Paraphimosis occurs when the foreskin, once retracted, cannot return to its original location according to WebMD. It’s a medical emergency that can cause serious complications if not treated. Children's Hospital Boston says it can cause entrapment of the penis and impair blood drainage.

About.com states phimosis can be caused by failure of foreskin to loosen during growth. WedMD adds it can be due to an infection, or scar tissue from an injury or chronic inflammation. Another cause of phimosis is balanitis, which leads to scarring and tightness of the foreskin.

Children's Hospital Boston warns phimosis can also occur if the foreskin is forced back before its ready. This can cause a fibrous scar to form, which may prevent future retraction of the foreskin.
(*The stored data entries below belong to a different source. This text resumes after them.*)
//! Bounded-retry HTTP health probe.
//!
//! The probe answers "is the service answering HTTP?" and nothing else. It
//! never inspects process state and never fails: an unreachable service is
//! an [`HealthStatus::Unhealthy`] report.

use crate::http::HttpGetter;
use chrono::{DateTime, Utc};
use serde::Serialize;
use std::sync::Arc;
use std::time::{Duration, Instant};
use tracing::{debug, info, warn};

/// Retry budget for a probe.
#[derive(Debug, Clone, Copy, PartialEq, Eq)]
pub struct ProbeConfig {
    pub attempts: u32,
    pub delay: Duration,
    pub timeout: Duration,
}

impl Default for ProbeConfig {
    fn default() -> Self {
        Self {
            attempts: 3,
            delay: Duration::from_secs(2),
            timeout: Duration::from_secs(5),
        }
    }
}

#[derive(Debug, Clone, Copy, PartialEq, Eq, Serialize)]
#[serde(rename_all = "snake_case")]
pub enum HealthStatus {
    Healthy,
    Unhealthy,
}

/// Outcome of one probe run.
#[derive(Debug, Clone, Serialize)]
pub struct HealthReport {
    pub url: String,
    pub status: HealthStatus,
    /// Requests actually issued.
    pub attempts: u32,
    pub last_status_code: Option<u16>,
    pub last_error: Option<String>,
    pub checked_at: DateTime<Utc>,
    pub elapsed_ms: u64,
}

impl HealthReport {
    pub fn is_healthy(&self) -> bool {
        self.status == HealthStatus::Healthy
    }
}

pub struct HealthProbe {
    getter: Arc<dyn HttpGetter>,
    config: ProbeConfig,
}

impl HealthProbe {
    pub fn new(getter: Arc<dyn HttpGetter>, config: ProbeConfig) -> Self {
        Self { getter, config }
    }

    pub fn config(&self) -> &ProbeConfig {
        &self.config
    }

    /// Probe with the full retry budget, stopping at the first 200.
    pub async fn probe(&self, url: &str) -> HealthReport {
        self.run(url, self.config.attempts.max(1)).await
    }

    /// A single request, no retries.
    pub async fn probe_once(&self, url: &str) -> HealthReport {
        self.run(url, 1).await
    }

    async fn run(&self, url: &str, attempts: u32) -> HealthReport {
        let started = Instant::now();
        let mut last_status_code = None;
        let mut last_error = None;
        let mut issued = 0;

        for attempt in 1..=attempts {
            if attempt > 1 {
                tokio::time::sleep(self.config.delay).await;
            }
            issued = attempt;

            match self.getter.get_status(url, self.config.timeout).await {
                Ok(200) => {
                    debug!(url, attempt, "Health probe succeeded");
                    return HealthReport {
                        url: url.to_string(),
                        status: HealthStatus::Healthy,
                        attempts: attempt,
                        last_status_code: Some(200),
                        last_error: None,
                        checked_at: Utc::now(),
                        elapsed_ms: started.elapsed().as_millis() as u64,
                    };
                }
                Ok(code) => {
                    debug!(url, attempt, status = code, "Health probe got non-200 status");
                    last_status_code = Some(code);
                    last_error = Some(format!("Unexpected status code: {}", code));
                }
                Err(e) => {
                    debug!(url, attempt, error = %e, "Health probe request failed");
                    last_status_code = None;
                    last_error = Some(e.to_string());
                }
            }

            if attempt < attempts {
                info!(url, attempt, attempts, "Health check failed, retrying");
            }
        }

        warn!(
            url,
            attempts = issued,
            error = last_error.as_deref().unwrap_or("unknown"),
            "Service unhealthy"
        );

        HealthReport {
            url: url.to_string(),
            status: HealthStatus::Unhealthy,
            attempts: issued,
            last_status_code,
            last_error,
            checked_at: Utc::now(),
            elapsed_ms: started.elapsed().as_millis() as u64,
        }
    }
}
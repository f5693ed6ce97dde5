//! # Keeper Common
//!
//! Types shared by every keeper crate: the error taxonomy and the
//! timestamp/retention helpers used by log rotation and backups.

pub mod errors;
pub mod retention;

// Re-export commonly used items
pub use errors::{exit_codes, ProcessError, ProcessResult, SupervisorError, SupervisorResult};
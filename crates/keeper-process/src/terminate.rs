//! Process termination primitives.
//!
//! Shutdown is two-phase: [`terminate_gracefully`] (SIGTERM), a bounded poll
//! with [`wait_for_exit`], then [`force_kill`] (SIGKILL) and another poll.
//! Sending a signal to a PID that no longer exists is not an error; the poll
//! that follows confirms the exit.

use crate::check::LivenessChecker;
use keeper_common::{ProcessError, ProcessResult};
use std::time::Duration;
use tracing::debug;

/// Delivers shutdown signals. The supervisor holds this as a trait object so
/// tests can observe signals without touching real processes.
pub trait Signaller: Send + Sync {
    fn terminate(&self, pid: u32) -> ProcessResult<()>;

    fn kill(&self, pid: u32) -> ProcessResult<()>;
}

/// Signals through the OS.
#[derive(Debug, Clone, Copy, Default)]
pub struct OsSignaller;

impl Signaller for OsSignaller {
    fn terminate(&self, pid: u32) -> ProcessResult<()> {
        terminate_gracefully(pid)
    }

    fn kill(&self, pid: u32) -> ProcessResult<()> {
        force_kill(pid)
    }
}

/// Ask a process to shut down (SIGTERM).
pub fn terminate_gracefully(pid: u32) -> ProcessResult<()> {
    send_signal(pid, Sig::Term)
}

/// Kill a process outright (SIGKILL).
pub fn force_kill(pid: u32) -> ProcessResult<()> {
    send_signal(pid, Sig::Kill)
}

#[derive(Debug, Clone, Copy)]
enum Sig {
    Term,
    Kill,
}

impl Sig {
    fn name(self) -> &'static str {
        match self {
            Sig::Term => "SIGTERM",
            Sig::Kill => "SIGKILL",
        }
    }
}

fn send_signal(pid: u32, sig: Sig) -> ProcessResult<()> {
    if pid == 0 || pid > i32::MAX as u32 {
        return Err(ProcessError::signal_failed(pid, sig.name(), "invalid PID"));
    }

    #[cfg(unix)]
    {
        use nix::errno::Errno;
        use nix::sys::signal::{kill, Signal};
        use nix::unistd::Pid;

        let signal = match sig {
            Sig::Term => Signal::SIGTERM,
            Sig::Kill => Signal::SIGKILL,
        };

        match kill(Pid::from_raw(pid as i32), signal) {
            Ok(()) => {
                debug!(pid, signal = sig.name(), "Signal delivered");
                Ok(())
            }
            Err(Errno::ESRCH) => {
                debug!(pid, signal = sig.name(), "Process already gone");
                Ok(())
            }
            Err(e) => Err(ProcessError::signal_failed(pid, sig.name(), e.to_string())),
        }
    }

    #[cfg(not(unix))]
    {
        Err(ProcessError::unsupported(sig.name()))
    }
}

/// Poll `checker` until `pid` is dead.
///
/// Checks once immediately and then up to `attempts` more times, sleeping
/// `interval` before each. Returns `Ok(true)` once the process is confirmed
/// dead and `Ok(false)` if it is still alive after the last attempt.
pub async fn wait_for_exit(
    checker: &dyn LivenessChecker,
    pid: u32,
    attempts: u32,
    interval: Duration,
) -> ProcessResult<bool> {
    if !checker.is_alive(pid)? {
        return Ok(true);
    }
    for attempt in 1..=attempts {
        tokio::time::sleep(interval).await;
        if !checker.is_alive(pid)? {
            debug!(pid, attempt, "Process exit confirmed");
            return Ok(true);
        }
    }
    Ok(false)
}
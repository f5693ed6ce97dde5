use super::*;
use anyhow::{anyhow, Result};

/// Validate the complete configuration
pub fn validate_config(config: &KeeperConfig) -> Result<()> {
    validate_service_config(&config.service)?;
    validate_timing_config(&config.timing)?;
    validate_probe_settings(&config.probe)?;

    if config.rotation.retention.is_zero() {
        return Err(anyhow!("Log rotation retention must be greater than 0"));
    }
    validate_backup_settings(&config.backup)?;

    Ok(())
}

fn validate_service_config(service: &ServiceConfig) -> Result<()> {
    if service.executable.trim().is_empty() {
        return Err(anyhow!("service.executable must be set"));
    }

    if service.port == 0 {
        return Err(anyhow!("Port must be between 1 and 65535, got: {}", service.port));
    }

    if service.workers == 0 {
        return Err(anyhow!("Worker count must be at least 1"));
    }

    if service.host.trim().is_empty() {
        return Err(anyhow!("service.host cannot be empty"));
    }

    match service.health_path.as_deref() {
        None | Some("") => Err(anyhow!("service.health_path must be set (e.g. /api/health)")),
        Some(path) if !path.starts_with('/') => {
            Err(anyhow!("service.health_path must start with '/': {}", path))
        }
        Some(_) => Ok(()),
    }
}

fn validate_timing_config(timing: &TimingConfig) -> Result<()> {
    if timing.stop_retries == 0 {
        return Err(anyhow!("timing.stop_retries must be at least 1"));
    }

    if timing.stop_backoff.is_zero() {
        return Err(anyhow!("timing.stop_backoff must be greater than 0"));
    }

    if timing.force_kill_timeout.is_zero() {
        return Err(anyhow!("timing.force_kill_timeout must be greater than 0"));
    }

    Ok(())
}

fn validate_probe_settings(probe: &ProbeSettings) -> Result<()> {
    if probe.attempts == 0 {
        return Err(anyhow!("probe.attempts must be at least 1"));
    }

    if probe.timeout.is_zero() {
        return Err(anyhow!("probe.timeout must be greater than 0"));
    }

    Ok(())
}

fn validate_backup_settings(backup: &BackupSettings) -> Result<()> {
    if backup.retention.is_zero() {
        return Err(anyhow!("Backup retention must be greater than 0"));
    }

    if backup.state_kind.is_empty()
        || !backup
            .state_kind
            .chars()
            .all(|c| c.is_alphanumeric() || c == '-' || c == '_')
    {
        return Err(anyhow!(
            "backup.state_kind can only contain alphanumeric characters, hyphens, and underscores: {:?}",
            backup.state_kind
        ));
    }

    Ok(())
}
WebMD says paraphimosis can occur after an erection or sexual activity or an injury to the glans.

Both Children's Hospital Boston and Lucile Packard Children’s Hospital (LPCH) list phimosis symptoms as bulging of the foreskin during urination and the inability to completely retract the foreskin by age three (in some boys this may take longer).

Paraphimosis symptoms include swelling of the penile tip as the foreskin is retracted; pain; inability to pull the foreskin back over the penile tip; and either dark red or blue discoloration of the penile tip.

Children's Hospital Boston and LPCH say treatment for phimosis may involve applying steroid cream to loosen the foreskin. WedMD adds treatment may include gentle, manual stretching of the foreskin over a period of time.

Beyond this, medical opinion differs. About.com says it’s been suggested any radical or surgical treatments for phimosis should wait until after puberty. Circumcision, the surgical removal of the foreskin, often is used to treat phimosis. Many believe this treatment is overused.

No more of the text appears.